- Work item:
Go through the lines below and copy any that hold the string "models".

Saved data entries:
##############################
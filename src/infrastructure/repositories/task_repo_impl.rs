// Copyright 2025 Kirky.X
//
// Licensed under the Apache License, Version 2.0 (the "License");
// you may not use this file except in compliance with the License.
// You may obtain a copy of the License at
//
//     http://www.apache.org/licenses/LICENSE-2.0
//
// Unless required by applicable law or agreed to in writing, software
// distributed under the License is distributed on an "AS IS" BASIS,
// WITHOUT WARRANTIES OR CONDITIONS OF ANY KIND, either express or implied.
// See the License for the specific language governing permissions and
// limitations under the License.

use crate::domain::models::task::{Task, TaskStatus};
use crate::domain::repositories::task_repository::{RepositoryError, TaskRepository};
use crate::infrastructure::database::entities::task as task_entity;
use async_trait::async_trait;
use chrono::{DateTime, FixedOffset, Utc};
use sea_orm::{
    sea_query::Expr, ActiveModelTrait, ColumnTrait, Condition, DatabaseConnection, EntityTrait,
    QueryFilter, QueryOrder, QuerySelect, Set, TransactionTrait,
};
use std::sync::Arc;
use tracing::{debug, warn};
use uuid::Uuid;

/// 任务仓库实现
///
/// 基于SeaORM实现的任务数据访问层
#[derive(Clone)]
pub struct TaskRepositoryImpl {
    /// 数据库连接
    db: Arc<DatabaseConnection>,
}

impl TaskRepositoryImpl {
    /// 创建新的任务仓库实例
    ///
    /// # 参数
    ///
    /// * `db` - 数据库连接
    pub fn new(db: Arc<DatabaseConnection>) -> Self {
        Self { db }
    }
}

const STALE_CLAIM_ERROR: &str = "claim expired before the task finished";

/// 在 `now` 时刻可被认领的条件
fn eligible_at(now: DateTime<FixedOffset>) -> Condition {
    Condition::any()
        .add(task_entity::Column::Status.eq(TaskStatus::Pending.to_string()))
        .add(
            Condition::all()
                .add(task_entity::Column::Status.eq(TaskStatus::Retry.to_string()))
                .add(
                    Condition::any()
                        .add(task_entity::Column::NextRunAt.is_null())
                        .add(task_entity::Column::NextRunAt.lte(now)),
                ),
        )
}

impl TryFrom<task_entity::Model> for Task {
    type Error = RepositoryError;

    fn try_from(model: task_entity::Model) -> Result<Self, Self::Error> {
        Ok(Self {
            id: model.id,
            task_type: model
                .task_type
                .parse()
                .map_err(|e| RepositoryError::Corrupt(format!("task {}: {}", model.id, e)))?,
            status: model
                .status
                .parse()
                .map_err(|e| RepositoryError::Corrupt(format!("task {}: {}", model.id, e)))?,
            payload: model.payload,
            attempt_count: model.attempt_count,
            max_attempts: model.max_attempts,
            next_run_at: model.next_run_at,
            last_error: model.last_error,
            created_at: model.created_at,
            updated_at: model.updated_at,
            started_at: model.started_at,
            completed_at: model.completed_at,
            claim_token: model.claim_token,
        })
    }
}

impl From<&Task> for task_entity::ActiveModel {
    fn from(task: &Task) -> Self {
        Self {
            id: Set(task.id),
            task_type: Set(task.task_type.to_string()),
            status: Set(task.status.to_string()),
            payload: Set(task.payload.clone()),
            attempt_count: Set(task.attempt_count),
            max_attempts: Set(task.max_attempts),
            next_run_at: Set(task.next_run_at),
            last_error: Set(task.last_error.clone()),
            started_at: Set(task.started_at),
            completed_at: Set(task.completed_at),
            // 离开 Running 即释放认领
            claim_token: Set(if task.status == TaskStatus::Running {
                task.claim_token
            } else {
                None
            }),
            created_at: Set(task.created_at),
            updated_at: Set(task.updated_at),
        }
    }
}

fn into_tasks(models: Vec<task_entity::Model>) -> Result<Vec<Task>, RepositoryError> {
    models.into_iter().map(Task::try_from).collect()
}

#[async_trait]
impl TaskRepository for TaskRepositoryImpl {
    async fn create(&self, task: &Task) -> Result<Task, RepositoryError> {
        let model: task_entity::ActiveModel = task.into();
        model.insert(self.db.as_ref()).await?.try_into()
    }

    async fn find_by_id(&self, id: Uuid) -> Result<Option<Task>, RepositoryError> {
        task_entity::Entity::find_by_id(id)
            .one(self.db.as_ref())
            .await?
            .map(Task::try_from)
            .transpose()
    }

    async fn find_by_status(&self, status: TaskStatus) -> Result<Vec<Task>, RepositoryError> {
        let models = task_entity::Entity::find()
            .filter(task_entity::Column::Status.eq(status.to_string()))
            .order_by_asc(task_entity::Column::CreatedAt)
            .all(self.db.as_ref())
            .await?;
        into_tasks(models)
    }

    async fn find_eligible(
        &self,
        now: DateTime<Utc>,
        limit: u64,
    ) -> Result<Vec<Task>, RepositoryError> {
        let models = task_entity::Entity::find()
            .filter(eligible_at(now.into()))
            .order_by_asc(task_entity::Column::CreatedAt)
            .limit(limit)
            .all(self.db.as_ref())
            .await?;
        into_tasks(models)
    }

    async fn claim(&self, id: Uuid, now: DateTime<Utc>) -> Result<Option<Task>, RepositoryError> {
        let now: DateTime<FixedOffset> = now.into();

        // 条件更新：只有仍处于可执行状态的任务会被修改
        let result = task_entity::Entity::update_many()
            .col_expr(
                task_entity::Column::Status,
                Expr::value(TaskStatus::Running.to_string()),
            )
            .col_expr(
                task_entity::Column::StartedAt,
                Expr::value::<Option<DateTime<FixedOffset>>>(Some(now)),
            )
            .col_expr(
                task_entity::Column::ClaimToken,
                Expr::value::<Option<Uuid>>(Some(Uuid::new_v4())),
            )
            .col_expr(task_entity::Column::UpdatedAt, Expr::value(now))
            .filter(task_entity::Column::Id.eq(id))
            .filter(eligible_at(now))
            .exec(self.db.as_ref())
            .await?;

        if result.rows_affected == 0 {
            debug!(task_id = %id, "Task already claimed or not eligible");
            return Ok(None);
        }

        self.find_by_id(id).await
    }

    async fn update(&self, task: &Task) -> Result<Task, RepositoryError> {
        let model: task_entity::ActiveModel = task.into();
        let token = match task.claim_token {
            Some(token) => task_entity::Column::ClaimToken.eq(token),
            None => task_entity::Column::ClaimToken.is_null(),
        };

        // 只有仍持有本次认领的执行可以写回
        let result = task_entity::Entity::update_many()
            .set(model)
            .filter(task_entity::Column::Id.eq(task.id))
            .filter(task_entity::Column::Status.eq(TaskStatus::Running.to_string()))
            .filter(token)
            .exec(self.db.as_ref())
            .await?;

        if result.rows_affected == 0 {
            return match self.find_by_id(task.id).await? {
                None => Err(RepositoryError::NotFound),
                Some(current) => {
                    warn!(
                        task_id = %task.id,
                        status = %current.status,
                        "Discarding transition from a lost claim"
                    );
                    Err(RepositoryError::ClaimLost(task.id))
                }
            };
        }

        self.find_by_id(task.id)
            .await?
            .ok_or(RepositoryError::NotFound)
    }

    async fn reset_stale_tasks(
        &self,
        timeout: chrono::Duration,
        now: DateTime<Utc>,
    ) -> Result<u64, RepositoryError> {
        let threshold: DateTime<FixedOffset> = (now - timeout).into();
        let now: DateTime<FixedOffset> = now.into();
        let stale = Condition::all()
            .add(task_entity::Column::Status.eq(TaskStatus::Running.to_string()))
            .add(task_entity::Column::StartedAt.lte(threshold));
        let last_attempt = Expr::col(task_entity::Column::MaxAttempts).sub(1);

        // 回收计为一次失败；用尽尝试次数的任务直接进入 Failed
        let txn = self.db.begin().await?;
        let failed = task_entity::Entity::update_many()
            .col_expr(
                task_entity::Column::Status,
                Expr::value(TaskStatus::Failed.to_string()),
            )
            .col_expr(
                task_entity::Column::AttemptCount,
                Expr::col(task_entity::Column::AttemptCount).add(1),
            )
            .col_expr(
                task_entity::Column::NextRunAt,
                Expr::value::<Option<DateTime<FixedOffset>>>(None),
            )
            .col_expr(
                task_entity::Column::CompletedAt,
                Expr::value::<Option<DateTime<FixedOffset>>>(Some(now)),
            )
            .col_expr(
                task_entity::Column::LastError,
                Expr::value::<Option<String>>(Some(STALE_CLAIM_ERROR.to_string())),
            )
            .col_expr(
                task_entity::Column::ClaimToken,
                Expr::value::<Option<Uuid>>(None),
            )
            .col_expr(task_entity::Column::UpdatedAt, Expr::value(now))
            .filter(stale.clone())
            .filter(Expr::col(task_entity::Column::AttemptCount).gte(last_attempt.clone()))
            .exec(&txn)
            .await?;

        let retried = task_entity::Entity::update_many()
            .col_expr(
                task_entity::Column::Status,
                Expr::value(TaskStatus::Retry.to_string()),
            )
            .col_expr(
                task_entity::Column::AttemptCount,
                Expr::col(task_entity::Column::AttemptCount).add(1),
            )
            .col_expr(
                task_entity::Column::NextRunAt,
                Expr::value::<Option<DateTime<FixedOffset>>>(Some(now)),
            )
            .col_expr(
                task_entity::Column::LastError,
                Expr::value::<Option<String>>(Some(STALE_CLAIM_ERROR.to_string())),
            )
            .col_expr(
                task_entity::Column::ClaimToken,
                Expr::value::<Option<Uuid>>(None),
            )
            .col_expr(task_entity::Column::UpdatedAt, Expr::value(now))
            .filter(stale)
            .filter(Expr::col(task_entity::Column::AttemptCount).lt(last_attempt))
            .exec(&txn)
            .await?;
        txn.commit().await?;

        if failed.rows_affected > 0 {
            warn!(
                failed = failed.rows_affected,
                "Stale tasks exhausted their attempts"
            );
        }
        Ok(failed.rows_affected + retried.rows_affected)
    }
}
##############################
- Reply:
use crate::domain::models::task::{Task, TaskStatus};
fn into_tasks(models: Vec<task_entity::Model>) -> Result<Vec<Task>, RepositoryError> {
    models.into_iter().map(Task::try_from).collect()
        let models = task_entity::Entity::find()
        into_tasks(models)
        let models = task_entity::Entity::find()
        into_tasks(models)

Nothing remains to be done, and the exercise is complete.